V. Charland-Verville, D. Ribeiro de Paula, C. Martial, H. Cassol, G. Antonopoulos, B. Chronik, A. Soddu, S. Laureys

PLoS ONE January 30, 2020 DOI: 10.1371/journal.pone.0227402 via Semantic Scholar

Summary

Near-Death Experiences (NDEs) are commonly portrayed as passing to an afterlife, but empirical research is recent and their definition remains debated. Questionnaires used to identify NDEs may be restrictive and subjective. To address this, researchers analyzed freely expressed narratives from 158 participants who reported a firsthand NDE, using automated text-mining. The analysis identified the most common words and, through hierarchical clustering, revealed three main clusters of features: visual perceptions, emotions, and spatial components. The authors suggest that this user-independent, data-driven approach can help build a more rigorous description and definition of NDEs.

Study at a glance

Characteristics Observational study Peer reviewed
Sample size 158
Population People who self-reported a firsthand retrospective narrative of a Near-Death Experience
Keywords Psychology Medicine
Citations 20
Key finding Automated text-mining of NDE narratives revealed three main clusters of features: visual perceptions, emotions, and spatial components.

Abstract

The notion that death represents a passing to an afterlife, where we are reunited with loved ones and live eternally in a utopian paradise, is common in the reports of people who have encountered a “Near-Death Experience” (NDE).
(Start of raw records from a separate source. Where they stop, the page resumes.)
use flowdeck_core::{ScrollCoordinator, ScrollDone, ScrollMode};

/// Visible window over the flow table.
///
/// Scroll requests move `offset` immediately. Completions queued by
/// `scroll_into_view` run in [`ListViewport::frame_drawn`], after the frame
/// that actually shows the row.
#[derive(Default)]
pub struct ListViewport {
    offset: usize,
    height: usize,
    len: usize,
    pending: Vec<ScrollDone>,
    end_reported_at: Option<usize>,
}

impl ListViewport {
    pub fn offset(&self) -> usize {
        self.offset
    }

    /// Called from render once the table area is known.
    pub fn set_geometry(&mut self, height: usize, len: usize) {
        self.height = height;
        self.len = len;
        self.offset = self.offset.min(len.saturating_sub(height.max(1)));
    }

    /// Render may nudge the offset to keep the highlight on screen.
    pub fn sync_offset(&mut self, offset: usize) {
        self.offset = offset;
    }

    pub fn frame_drawn(&mut self) {
        for done in self.pending.drain(..) {
            done();
        }
    }

    pub fn last_row_visible(&self) -> bool {
        self.len > 0 && self.offset + self.height.max(1) >= self.len
    }

    /// True once per list length while the last row is on screen.
    pub fn take_end_reached(&mut self) -> bool {
        if !self.last_row_visible() {
            self.end_reported_at = None;
            return false;
        }
        if self.end_reported_at == Some(self.len) {
            return false;
        }
        self.end_reported_at = Some(self.len);
        true
    }

    /// User movement at the bottom counts as a fresh end signal.
    pub fn rearm_end(&mut self) {
        self.end_reported_at = None;
    }

    /// Maps a row inside the table body to a list index.
    pub fn index_at(&self, body_row: usize) -> Option<usize> {
        if body_row >= self.height {
            return None;
        }
        let index = self.offset + body_row;
        (index < self.len).then_some(index)
    }

    fn reveal(&mut self, index: usize, mode: ScrollMode) {
        let height = self.height.max(1);
        match mode {
            ScrollMode::Start => self.offset = index,
            ScrollMode::Auto => {
                if index < self.offset {
                    self.offset = index;
                } else if index >= self.offset + height {
                    self.offset = index + 1 - height;
                }
            }
        }
    }
}

impl ScrollCoordinator for ListViewport {
    fn scroll_to_index(&mut self, index: usize, mode: ScrollMode) {
        self.reveal(index, mode);
    }

    fn scroll_into_view(&mut self, index: usize, mode: ScrollMode, on_done: ScrollDone) {
        self.reveal(index, mode);
        self.pending.push(on_done);
    }
}
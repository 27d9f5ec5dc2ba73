use ratatui::style::{Color, Modifier, Style};

pub const HEADER_STYLE: Style = Style::new()
    .fg(Color::Rgb(142, 192, 124))
    .add_modifier(Modifier::BOLD);
pub const SELECTED_STYLE: Style = Style::new()
    .bg(Color::Rgb(131, 165, 152))
    .fg(Color::Black)
    .add_modifier(Modifier::BOLD);
pub const MUTED: Color = Color::Rgb(146, 131, 116);
pub const DIM: Color = Color::Rgb(102, 92, 84);
pub const STAR: Color = Color::Rgb(251, 73, 52);
pub const LINK: Color = Color::Rgb(131, 165, 152);
pub const SLOW: Color = Color::Rgb(254, 128, 25);
pub const WARN: Color = Color::Rgb(250, 189, 47);
pub const ACCENT: Color = Color::Cyan;

const TAG_COLOR_SEED: u64 = 0x7a11;

pub mod icons {
    pub const STARRED: &str = "*";
    pub const UNSTARRED: &str = ".";
    pub const LINKED: &str = "~";
    pub const INCLUDED: &str = "+";
    pub const EXCLUDED: &str = "-";
    pub const OFF: &str = " ";
    pub const OPENED: &str = ">";
}

pub fn zebra_row_style(index: usize) -> Style {
    let bg = if index % 2 == 0 {
        Color::Rgb(18, 20, 26)
    } else {
        Color::Rgb(24, 27, 34)
    };
    Style::new().bg(bg)
}

/// Stable color per tag name.
pub fn tag_badge_style(tag: &str) -> Style {
    let palette = [
        Color::Rgb(131, 165, 152),
        Color::Rgb(69, 133, 136),
        Color::Rgb(142, 192, 124),
        Color::Rgb(104, 157, 106),
        Color::Rgb(184, 187, 38),
        Color::Rgb(250, 189, 47),
        Color::Rgb(254, 128, 25),
        Color::Rgb(211, 134, 155),
        Color::Rgb(177, 98, 134),
        Color::Rgb(189, 174, 147),
    ];
    let mut hash: u64 = 1469598103934665603 ^ TAG_COLOR_SEED;
    for b in tag.as_bytes() {
        hash ^= *b as u64;
        hash = hash.wrapping_mul(1099511628211);
    }
    let color = palette[(hash as usize) % palette.len()];
    Style::new().fg(color).add_modifier(Modifier::BOLD)
}

pub fn duration_text(duration_ms: i64) -> (String, Color) {
    if duration_ms > 10_000 {
        (">10s".to_string(), SLOW)
    } else {
        (format!("{duration_ms}ms"), MUTED)
    }
}

#[cfg(test)]
mod tests {
    use super::*;

    #[test]
    fn tag_colors_are_stable() {
        assert_eq!(tag_badge_style("flag-out"), tag_badge_style("flag-out"));
    }

    #[test]
    fn long_flows_are_capped() {
        assert_eq!(duration_text(10_000).0, "10000ms");
        assert_eq!(duration_text(10_001), (">10s".to_string(), SLOW));
    }
}
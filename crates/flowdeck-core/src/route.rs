use crate::error::EngineError;
use crate::filter::{FilterCriteria, TagFilter};
use crate::model::FlowId;
use std::fmt;
use url::{form_urlencoded, Url};

pub const SERVICE_KEY: &str = "service";
pub const TEXT_KEY: &str = "text";
pub const START_KEY: &str = "from";
pub const END_KEY: &str = "to";
pub const TAGS_KEY: &str = "tags";

const FLOW_SEGMENT: &str = "flow";

#[derive(Debug, Clone, Copy, PartialEq, Eq)]
pub enum RouteMode {
    Push,
    Replace,
}

#[derive(Debug, Clone, PartialEq, Eq)]
pub struct RouteUpdate {
    pub id: FlowId,
    pub mode: RouteMode,
}

/// `/flow/<id>?<query>`, the persisted view address.
#[derive(Debug, Clone, Default, PartialEq, Eq)]
pub struct Location {
    pub flow_id: Option<FlowId>,
    query: Vec<(String, String)>,
}

impl Location {
    pub fn parse(input: &str) -> Self {
        let trimmed = input.trim();
        let path = if trimmed.starts_with('/') {
            trimmed.to_string()
        } else {
            format!("/{trimmed}")
        };
        let Ok(url) = Url::parse(&format!("http://flowdeck.local{path}")) else {
            return Self::default();
        };

        let mut segments = url
            .path_segments()
            .map(|segments| segments.filter(|s| !s.is_empty()).collect::<Vec<_>>())
            .unwrap_or_default()
            .into_iter();
        let flow_id = match (segments.next(), segments.next()) {
            (Some(FLOW_SEGMENT), Some(id)) => Some(FlowId::new(id)),
            _ => None,
        };
        let query = url
            .query_pairs()
            .map(|(key, value)| (key.into_owned(), value.into_owned()))
            .collect();
        Self { flow_id, query }
    }

    pub fn get(&self, key: &str) -> Option<&str> {
        self.query
            .iter()
            .find(|(k, _)| k == key)
            .map(|(_, v)| v.as_str())
    }

    pub fn set(&mut self, key: &str, value: Option<String>) {
        match value {
            Some(value) => {
                if let Some(slot) = self.query.iter_mut().find(|(k, _)| k == key) {
                    slot.1 = value;
                } else {
                    self.query.push((key.to_string(), value));
                }
            }
            None => self.query.retain(|(k, _)| k != key),
        }
    }

    pub fn query_string(&self) -> String {
        let mut serializer = form_urlencoded::Serializer::new(String::new());
        for (key, value) in &self.query {
            serializer.append_pair(key, value);
        }
        serializer.finish()
    }

    /// Same query string, different opened flow.
    pub fn with_flow_id(&self, id: FlowId) -> Self {
        Self {
            flow_id: Some(id),
            query: self.query.clone(),
        }
    }

    /// Writes the route-backed fields of `criteria`; flags stay out of the URL.
    pub fn apply_criteria(&mut self, criteria: &FilterCriteria) {
        self.set(SERVICE_KEY, criteria.service.clone());
        self.set(TEXT_KEY, criteria.text.clone());
        self.set(START_KEY, criteria.from_ms.map(|ms| ms.to_string()));
        self.set(END_KEY, criteria.to_ms.map(|ms| ms.to_string()));
        let tags = if criteria.tags.is_empty() {
            None
        } else {
            serde_json::to_string(&criteria.tags).ok()
        };
        self.set(TAGS_KEY, tags);
    }

    /// Reads filter state from the query string. Flags come from `base`.
    /// An undecodable tag filter falls back to empty and is reported.
    pub fn criteria(&self, base: &FilterCriteria) -> (FilterCriteria, Option<EngineError>) {
        let mut criteria = FilterCriteria {
            flags: base.flags.clone(),
            flag_ids: base.flag_ids.clone(),
            ..FilterCriteria::default()
        };
        criteria.set_service(self.get(SERVICE_KEY).map(str::to_string));
        criteria.set_text(self.get(TEXT_KEY).unwrap_or_default());
        criteria.from_ms = self.get(START_KEY).and_then(|v| v.trim().parse().ok());
        criteria.to_ms = self.get(END_KEY).and_then(|v| v.trim().parse().ok());

        let mut error = None;
        if let Some(raw) = self.get(TAGS_KEY) {
            match serde_json::from_str::<TagFilter>(raw) {
                Ok(tags) => criteria.tags = tags.normalize(),
                Err(err) => {
                    error = Some(EngineError::MalformedFilterState(format!(
                        "{TAGS_KEY}={raw}: {err}"
                    )));
                }
            }
        }
        (criteria, error)
    }
}

impl fmt::Display for Location {
    fn fmt(&self, f: &mut fmt::Formatter<'_>) -> fmt::Result {
        match &self.flow_id {
            Some(id) => write!(f, "/{FLOW_SEGMENT}/{id}")?,
            None => f.write_str("/")?,
        }
        if !self.query.is_empty() {
            write!(f, "?{}", self.query_string())?;
        }
        Ok(())
    }
}

/// Back/forward stacks over locations.
#[derive(Debug, Clone)]
pub struct History {
    entries: Vec<Location>,
    cursor: usize,
}

impl History {
    pub fn new(initial: Location) -> Self {
        Self {
            entries: vec![initial],
            cursor: 0,
        }
    }

    pub fn current(&self) -> &Location {
        &self.entries[self.cursor]
    }

    pub fn navigate(&mut self, location: Location, mode: RouteMode) {
        match mode {
            RouteMode::Push => self.push(location),
            RouteMode::Replace => self.replace(location),
        }
    }

    pub fn push(&mut self, location: Location) {
        if *self.current() == location {
            return;
        }
        self.entries.truncate(self.cursor + 1);
        self.entries.push(location);
        self.cursor = self.entries.len() - 1;
    }

    pub fn replace(&mut self, location: Location) {
        self.entries[self.cursor] = location;
    }

    pub fn back(&mut self) -> Option<&Location> {
        if self.cursor == 0 {
            return None;
        }
        self.cursor -= 1;
        Some(self.current())
    }

    pub fn forward(&mut self) -> Option<&Location> {
        if self.cursor + 1 >= self.entries.len() {
            return None;
        }
        self.cursor += 1;
        Some(self.current())
    }

    pub fn len(&self) -> usize {
        self.entries.len()
    }

    pub fn is_empty(&self) -> bool {
        self.entries.is_empty()
    }
}

#[cfg(test)]
mod tests {
    use super::*;

    #[test]
    fn parses_flow_path_and_query() {
        let location = Location::parse("/flow/65f0aa?service=web&text=flag%7B&from=10&to=20");
        assert_eq!(location.flow_id, Some(FlowId::new("65f0aa")));
        assert_eq!(location.get(SERVICE_KEY), Some("web"));
        assert_eq!(location.get(TEXT_KEY), Some("flag{"));

        let (criteria, error) = location.criteria(&FilterCriteria::default());
        assert!(error.is_none());
        assert_eq!(criteria.service.as_deref(), Some("web"));
        assert_eq!(criteria.text.as_deref(), Some("flag{"));
        assert_eq!(criteria.from_ms, Some(10));
        assert_eq!(criteria.to_ms, Some(20));
    }

    #[test]
    fn root_location_has_no_flow() {
        assert_eq!(Location::parse("").flow_id, None);
        assert_eq!(Location::parse("/").to_string(), "/");
        assert_eq!(Location::parse("/diff/abc").flow_id, None);
    }

    #[test]
    fn criteria_round_trip_through_query_string() {
        let mut criteria = FilterCriteria::default();
        criteria.set_service(Some("pwn".into()));
        criteria.tags.toggle("flag-out");
        criteria.tags.toggle("blocked");
        criteria.tags.toggle("blocked");
        criteria.from_ms = Some(1_700_000_000_000);

        let mut location = Location::default();
        location.apply_criteria(&criteria);
        let reparsed = Location::parse(&location.with_flow_id("abc".into()).to_string());
        let (decoded, error) = reparsed.criteria(&FilterCriteria::default());
        assert!(error.is_none());
        assert_eq!(decoded, criteria);
        assert_eq!(reparsed.flow_id, Some(FlowId::new("abc")));
    }

    #[test]
    fn empty_tag_filter_is_not_written() {
        let mut location = Location::parse("/?tags=%7B%22include%22%3A%5B%22a%22%5D%7D");
        location.apply_criteria(&FilterCriteria::default());
        assert_eq!(location.get(TAGS_KEY), None);
    }

    #[test]
    fn malformed_tags_fall_back_to_empty() {
        let location = Location::parse("/?tags=not-json&service=web");
        let (criteria, error) = location.criteria(&FilterCriteria::default());
        assert!(matches!(error, Some(EngineError::MalformedFilterState(_))));
        assert!(criteria.tags.is_empty());
        assert_eq!(criteria.service.as_deref(), Some("web"));
    }

    #[test]
    fn with_flow_id_keeps_unrelated_keys() {
        let location = Location::parse("/flow/a?first=x&service=web");
        let moved = location.with_flow_id("b".into());
        assert_eq!(moved.to_string(), "/flow/b?first=x&service=web");
    }

    #[test]
    fn history_push_truncates_forward_entries() {
        let mut history = History::new(Location::parse("/flow/a"));
        history.push(Location::parse("/flow/b"));
        history.push(Location::parse("/flow/c"));
        assert_eq!(history.back().map(ToString::to_string).as_deref(), Some("/flow/b"));

        history.push(Location::parse("/flow/d"));
        assert!(history.forward().is_none());
        assert_eq!(history.len(), 3);

        history.replace(Location::parse("/flow/e"));
        assert_eq!(history.current().to_string(), "/flow/e");
        assert_eq!(history.back().map(ToString::to_string).as_deref(), Some("/flow/b"));
    }

    #[test]
    fn pushing_current_location_is_ignored() {
        let mut history = History::new(Location::parse("/flow/a"));
        history.push(Location::parse("/flow/a"));
        assert_eq!(history.len(), 1);
    }
}
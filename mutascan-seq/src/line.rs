//! Lines: rows, columns and diagonals walked lazily over a [`Grid`].

use std::fmt;

use crate::grid::Grid;

/// The direction family a line belongs to.
#[derive(Debug, Clone, Copy, PartialEq, Eq, Hash)]
#[cfg_attr(feature = "serde", derive(serde::Serialize, serde::Deserialize))]
pub enum LineFamily {
    /// Left to right along one row.
    Row,
    /// Top to bottom along one column.
    Column,
    /// Down and to the right (`row + k`, `col + k`).
    DiagonalDownRight,
    /// Down and to the left (`row + k`, `col - k`).
    DiagonalDownLeft,
}

impl LineFamily {
    /// Grid coordinates of the `k`-th cell of a line starting at `origin`.
    ///
    /// Returns `None` when a down-left walk would step past column zero.
    pub fn step(self, origin: (usize, usize), k: usize) -> Option<(usize, usize)> {
        let (row, col) = origin;
        match self {
            LineFamily::Row => Some((row, col + k)),
            LineFamily::Column => Some((row + k, col)),
            LineFamily::DiagonalDownRight => Some((row + k, col + k)),
            LineFamily::DiagonalDownLeft => col.checked_sub(k).map(|c| (row + k, c)),
        }
    }
}

impl fmt::Display for LineFamily {
    fn fmt(&self, f: &mut fmt::Formatter<'_>) -> fmt::Result {
        let name = match self {
            LineFamily::Row => "row",
            LineFamily::Column => "column",
            LineFamily::DiagonalDownRight => "down-right diagonal",
            LineFamily::DiagonalDownLeft => "down-left diagonal",
        };
        f.write_str(name)
    }
}

/// A line of cells extracted from a grid.
///
/// Yields `Option<char>` per position: `None` where the underlying row is too
/// short to hold the cell. Nothing is copied out of the grid.
pub struct Line<'a, R> {
    grid: Grid<'a, R>,
    family: LineFamily,
    origin: (usize, usize),
    pos: usize,
    len: usize,
}

impl<'a, R: AsRef<str>> Line<'a, R> {
    pub(crate) fn new(
        grid: Grid<'a, R>,
        family: LineFamily,
        origin: (usize, usize),
        len: usize,
    ) -> Self {
        Self {
            grid,
            family,
            origin,
            pos: 0,
            len,
        }
    }

    /// Which family this line belongs to.
    pub fn family(&self) -> LineFamily {
        self.family
    }

    /// Grid coordinates of the first cell.
    pub fn origin(&self) -> (usize, usize) {
        self.origin
    }

    /// Total number of positions in the line, absent cells included.
    pub fn span(&self) -> usize {
        self.len
    }
}

impl<'a, R> Clone for Line<'a, R> {
    fn clone(&self) -> Self {
        Self {
            grid: self.grid,
            family: self.family,
            origin: self.origin,
            pos: self.pos,
            len: self.len,
        }
    }
}

impl<'a, R: AsRef<str>> Iterator for Line<'a, R> {
    type Item = Option<char>;

    fn next(&mut self) -> Option<Self::Item> {
        if self.pos >= self.len {
            return None;
        }
        let cell = self
            .family
            .step(self.origin, self.pos)
            .and_then(|(row, col)| self.grid.cell_at(row, col));
        self.pos += 1;
        Some(cell)
    }

    fn size_hint(&self) -> (usize, Option<usize>) {
        let remaining = self.len - self.pos;
        (remaining, Some(remaining))
    }
}

impl<'a, R: AsRef<str>> ExactSizeIterator for Line<'a, R> {}

impl<'a, R> fmt::Debug for Line<'a, R> {
    fn fmt(&self, f: &mut fmt::Formatter<'_>) -> fmt::Result {
        f.debug_struct("Line")
            .field("family", &self.family)
            .field("origin", &self.origin)
            .field("len", &self.len)
            .finish()
    }
}

#[cfg(test)]
mod tests {
    use super::*;

    #[test]
    fn step_each_family() {
        assert_eq!(LineFamily::Row.step((2, 0), 3), Some((2, 3)));
        assert_eq!(LineFamily::Column.step((0, 1), 3), Some((3, 1)));
        assert_eq!(LineFamily::DiagonalDownRight.step((1, 0), 2), Some((3, 2)));
        assert_eq!(LineFamily::DiagonalDownLeft.step((0, 5), 2), Some((2, 3)));
    }

    #[test]
    fn down_left_never_underflows() {
        assert_eq!(LineFamily::DiagonalDownLeft.step((0, 1), 2), None);
    }

    #[test]
    fn line_yields_absent_cells_in_place() {
        let rows = ["AC", "G", "TTT"];
        let grid = Grid::new(&rows);
        let cells: Vec<Option<char>> = grid.column(1).collect();
        assert_eq!(cells, vec![Some('C'), None, Some('T')]);
    }

    #[test]
    fn exact_size_and_cells() {
        let rows = ["ACGT", "CGTA", "GTAC", "TACG"];
        let grid = Grid::new(&rows);
        let line = grid.diagonal_down_right(0, 0);
        assert_eq!(line.len(), 4);
        let cells: Vec<Option<char>> = line.collect();
        assert_eq!(cells, vec![Some('A'), Some('G'), Some('A'), Some('G')]);
    }

    #[test]
    fn multibyte_cells_stay_in_their_column() {
        let rows = ["éA", "xxA"];
        let grid = Grid::new(&rows);
        let cells: Vec<Option<char>> = grid.column(1).collect();
        assert_eq!(cells, vec![Some('A'), Some('x')]);
        let cells: Vec<Option<char>> = grid.row(0).collect();
        assert_eq!(cells, vec![Some('é'), Some('A')]);
    }

    #[test]
    fn family_display() {
        assert_eq!(LineFamily::DiagonalDownLeft.to_string(), "down-left diagonal");
    }
}
//! Shared primitives for the mutascan workspace.
//!
//! - **Error types**: [`ScanError`] and [`Result`] for structured error handling
//! - **Traits**: [`Summarizable`] for one-line descriptions of domain values

pub mod error;
pub mod traits;

pub use error::{Result, ScanError};
pub use traits::*;
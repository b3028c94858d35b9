//! Mutant detection over nucleotide sequence grids.
//!
//! A grid is an N×N matrix of bases given as N strings. It is *mutant* when
//! any row, column or diagonal holds four identical bases from `ACGT` in a
//! row.
//!
//! - **Alphabets**: [`Alphabet`], [`NucleotideAlphabet`]
//! - **Grids**: [`Grid`] with bounds-checked [`Grid::cell_at`]
//! - **Lines**: [`Line`] iterators over each [`LineFamily`]
//! - **Runs**: single-pass [`find_run`]
//! - **Scanning**: [`Scanner`], [`is_mutant`], [`find_mutant_run`]
//!
//! # Example
//!
//! ```
//! use mutascan_seq::{find_mutant_run, is_mutant, LineFamily};
//!
//! let human = ["ATGCGA", "CAGTGC", "TTATTT", "AGACGG", "GCGTCA", "TCACTG"];
//! assert!(!is_mutant(&human));
//!
//! let mutant = ["ATGCGA", "CAGTGC", "TTATGT", "AGAAGG", "CCCCTA", "TCACTG"];
//! let m = find_mutant_run(&mutant).unwrap();
//! assert_eq!(m.family, LineFamily::Row);
//! assert_eq!(m.start(), Some((4, 0)));
//! ```

pub mod alphabet;
pub mod grid;
pub mod line;
pub mod run;
pub mod scanner;

pub use alphabet::{Alphabet, NucleotideAlphabet};
pub use grid::Grid;
pub use line::{Line, LineFamily};
pub use run::{find_run, find_run_in};
pub use scanner::{
    find_mutant_run, is_mutant, RunMatch, ScanConfig, Scanner, DEFAULT_RUN_LENGTH,
};
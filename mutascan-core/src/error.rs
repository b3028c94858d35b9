//! Structured error types for the mutascan workspace.

use thiserror::Error;

/// Unified error type for mutascan operations.
///
/// Scanning itself is total; these variants cover configuration and input
/// handling around it.
#[derive(Debug, Error)]
pub enum ScanError {
    /// Invalid input (bad arguments, out-of-range values)
    #[error("invalid input: {0}")]
    InvalidInput(String),
}

/// Convenience alias used throughout the workspace.
pub type Result<T> = std::result::Result<T, ScanError>;
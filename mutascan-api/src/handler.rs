//! Request handling: validate, scan, classify, respond.

use log::{debug, error, warn};
use serde::{Deserialize, Serialize};

use mutascan_core::Summarizable;
use mutascan_seq::{Grid, ScanConfig, Scanner};

use crate::error::ApiError;
use crate::request::{parse_request, DnaRequest};
use crate::response::ApiResponse;

/// Body `data` for a mutant grid.
pub const MUTANT_MESSAGE: &str = "DNA is a mutant.";

/// Body `error` for a grid that is not mutant.
pub const HUMAN_MESSAGE: &str = "DNA is not a mutant.";

/// Outcome of scanning a well-formed request.
#[derive(Debug, Clone, Copy, PartialEq, Eq, Hash, Serialize, Deserialize)]
pub enum Verdict {
    Mutant,
    Human,
}

/// Configuration for the request handler.
#[derive(Debug, Clone, Default, PartialEq, Eq, Serialize, Deserialize)]
#[serde(default)]
pub struct HandlerConfig {
    /// Reject requests with more rows than this (default: no limit).
    pub max_rows: Option<usize>,
    /// Scanner settings.
    pub scan: ScanConfig,
}

/// Scan a validated request.
pub fn classify(request: &DnaRequest, scanner: &Scanner) -> Verdict {
    let grid = Grid::new(&request.dna);
    match scanner.find_run(&grid) {
        Some(run) => {
            debug!("{}: mutant, {}", grid.summary(), run);
            Verdict::Mutant
        }
        None => {
            debug!("{}: not mutant", grid.summary());
            Verdict::Human
        }
    }
}

/// Turns request bodies into responses.
#[derive(Debug, Clone, Default)]
pub struct Handler {
    scanner: Scanner,
    config: HandlerConfig,
}

impl Handler {
    /// A handler with default settings.
    pub fn new() -> Self {
        Self::default()
    }

    /// A handler with custom settings.
    ///
    /// Fails if the scan configuration is invalid.
    pub fn with_config(config: HandlerConfig) -> Result<Self, ApiError> {
        let scanner = Scanner::with_config(config.scan.clone())?;
        Ok(Self { scanner, config })
    }

    /// The active configuration.
    pub fn config(&self) -> &HandlerConfig {
        &self.config
    }

    /// Validate and scan a request body.
    pub fn evaluate(&self, body: &str) -> Result<Verdict, ApiError> {
        let request = parse_request(body)?;
        if let Some(max) = self.config.max_rows {
            if request.dna.len() > max {
                return Err(ApiError::Validation(format!(
                    "DNA must contain at most {} rows, received {}",
                    max,
                    request.dna.len()
                )));
            }
        }
        Ok(classify(&request, &self.scanner))
    }

    /// Handle a raw request body end to end.
    pub fn handle(&self, body: &str) -> ApiResponse {
        match self.evaluate(body) {
            Ok(Verdict::Mutant) => ApiResponse::ok(MUTANT_MESSAGE),
            Ok(Verdict::Human) => ApiResponse::rejected(HUMAN_MESSAGE),
            Err(err) => {
                match &err {
                    ApiError::Validation(msg) => warn!("rejected request: {}", msg),
                    ApiError::Internal(msg) => error!("request failed: {}", msg),
                }
                ApiResponse::from(err)
            }
        }
    }
}

/// Handle a raw request body with a default [`Handler`].
pub fn handle(body: &str) -> ApiResponse {
    Handler::new().handle(body)
}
NDEs are thoroughly portrayed by the media but empirical studies are rather recent. The definition of the phenomenon as well as the identification of NDE experiencers is still a matter of debate. To date, NDEs’ identification and description in studies have mostly derived from answered items in questionnaires. However, questionnaires’ content could be restricting and subject to personal interpretation. We believe that in addition to their use, user-independent statistical text examination of freely expressed NDEs narratives is of prior importance to help capture the phenomenology of such a subjective and complex phenomenon. Towards that aim, we included 158 participants with a firsthand retrospective narrative of their self-reported NDE that we analyzed using an automated text-mining method. The output revealed the top words expressed by experiencers. In a second step, a hierarchical clustering analysis was conducted to visualize the relationships between these words. It revealed three main clusters of features: visual perceptions, emotions and spatial components. We believe the user-independent and data-driven text mining approach used in this study is promising by contributing to the building a rigorous description and definition of NDEs.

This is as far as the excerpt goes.